** PROBLEM TO WORK ON **
Below are the records; copy out every line that holds the word "homography".

** DATA SHOWN **

▬▬▬▬▬▬▬▬▬▬

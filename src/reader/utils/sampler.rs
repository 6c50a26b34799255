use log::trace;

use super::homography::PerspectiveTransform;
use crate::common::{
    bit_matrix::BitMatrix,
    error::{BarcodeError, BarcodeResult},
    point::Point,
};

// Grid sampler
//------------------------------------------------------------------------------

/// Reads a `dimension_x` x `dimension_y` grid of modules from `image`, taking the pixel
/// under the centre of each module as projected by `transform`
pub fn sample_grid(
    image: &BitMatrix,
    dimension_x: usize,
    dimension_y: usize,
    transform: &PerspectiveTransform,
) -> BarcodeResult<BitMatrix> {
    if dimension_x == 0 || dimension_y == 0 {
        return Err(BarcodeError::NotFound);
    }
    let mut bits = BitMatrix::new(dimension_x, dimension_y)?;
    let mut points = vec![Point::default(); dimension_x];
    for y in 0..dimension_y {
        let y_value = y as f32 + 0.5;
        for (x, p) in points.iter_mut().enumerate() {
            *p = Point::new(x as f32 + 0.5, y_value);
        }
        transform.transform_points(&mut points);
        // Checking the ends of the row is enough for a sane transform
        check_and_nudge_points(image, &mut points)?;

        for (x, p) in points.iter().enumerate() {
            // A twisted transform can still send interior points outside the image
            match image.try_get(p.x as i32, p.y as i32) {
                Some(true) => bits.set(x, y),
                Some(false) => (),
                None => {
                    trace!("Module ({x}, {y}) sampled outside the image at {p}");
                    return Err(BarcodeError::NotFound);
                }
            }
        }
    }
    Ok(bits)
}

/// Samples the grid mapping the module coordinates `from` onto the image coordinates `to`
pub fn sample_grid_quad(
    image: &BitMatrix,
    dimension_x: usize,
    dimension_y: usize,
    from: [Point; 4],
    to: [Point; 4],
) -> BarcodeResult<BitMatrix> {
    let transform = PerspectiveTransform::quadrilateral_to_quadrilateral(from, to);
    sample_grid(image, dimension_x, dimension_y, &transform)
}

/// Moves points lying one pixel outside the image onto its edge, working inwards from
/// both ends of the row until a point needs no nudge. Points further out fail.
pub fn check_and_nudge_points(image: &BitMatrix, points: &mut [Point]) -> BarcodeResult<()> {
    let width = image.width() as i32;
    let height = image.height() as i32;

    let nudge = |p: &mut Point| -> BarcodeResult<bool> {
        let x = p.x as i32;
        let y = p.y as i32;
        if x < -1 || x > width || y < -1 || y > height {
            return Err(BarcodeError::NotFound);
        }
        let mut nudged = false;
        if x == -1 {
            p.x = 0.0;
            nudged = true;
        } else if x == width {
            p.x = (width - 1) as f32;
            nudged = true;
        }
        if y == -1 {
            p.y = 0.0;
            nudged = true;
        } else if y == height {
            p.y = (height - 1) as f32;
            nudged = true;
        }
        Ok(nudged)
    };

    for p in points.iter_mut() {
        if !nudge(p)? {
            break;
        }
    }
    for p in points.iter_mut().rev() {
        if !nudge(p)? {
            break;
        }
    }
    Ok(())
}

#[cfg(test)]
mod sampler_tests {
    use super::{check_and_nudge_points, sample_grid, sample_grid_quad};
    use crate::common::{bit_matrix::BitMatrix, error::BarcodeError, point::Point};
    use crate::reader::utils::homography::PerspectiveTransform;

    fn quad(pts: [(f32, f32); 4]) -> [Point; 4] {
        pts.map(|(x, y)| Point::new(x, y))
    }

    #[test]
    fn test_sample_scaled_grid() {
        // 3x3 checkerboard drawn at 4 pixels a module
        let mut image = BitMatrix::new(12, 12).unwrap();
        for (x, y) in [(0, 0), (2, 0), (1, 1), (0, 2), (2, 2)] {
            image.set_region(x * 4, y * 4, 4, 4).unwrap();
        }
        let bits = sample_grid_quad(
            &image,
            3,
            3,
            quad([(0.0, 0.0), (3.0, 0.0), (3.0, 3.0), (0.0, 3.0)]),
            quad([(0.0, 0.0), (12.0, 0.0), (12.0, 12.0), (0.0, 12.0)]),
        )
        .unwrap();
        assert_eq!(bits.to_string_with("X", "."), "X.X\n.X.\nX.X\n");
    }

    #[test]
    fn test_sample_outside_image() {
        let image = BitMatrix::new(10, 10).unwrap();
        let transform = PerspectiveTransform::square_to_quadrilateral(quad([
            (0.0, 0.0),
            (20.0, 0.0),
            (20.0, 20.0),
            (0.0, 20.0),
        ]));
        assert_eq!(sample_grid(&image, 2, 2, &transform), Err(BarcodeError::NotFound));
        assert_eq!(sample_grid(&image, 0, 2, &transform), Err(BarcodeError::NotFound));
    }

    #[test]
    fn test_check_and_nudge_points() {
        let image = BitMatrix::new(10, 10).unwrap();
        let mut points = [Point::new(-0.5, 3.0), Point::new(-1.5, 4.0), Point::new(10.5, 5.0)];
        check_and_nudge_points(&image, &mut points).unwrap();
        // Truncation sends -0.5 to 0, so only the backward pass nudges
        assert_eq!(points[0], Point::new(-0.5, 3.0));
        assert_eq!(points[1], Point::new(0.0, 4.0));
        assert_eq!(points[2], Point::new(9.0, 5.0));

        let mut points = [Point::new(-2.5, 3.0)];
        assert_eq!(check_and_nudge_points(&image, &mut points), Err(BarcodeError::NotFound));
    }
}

▬▬▬▬▬▬▬▬▬▬

** EXPECTED OUTPUT **
use super::homography::PerspectiveTransform;
    use crate::reader::utils::homography::PerspectiveTransform;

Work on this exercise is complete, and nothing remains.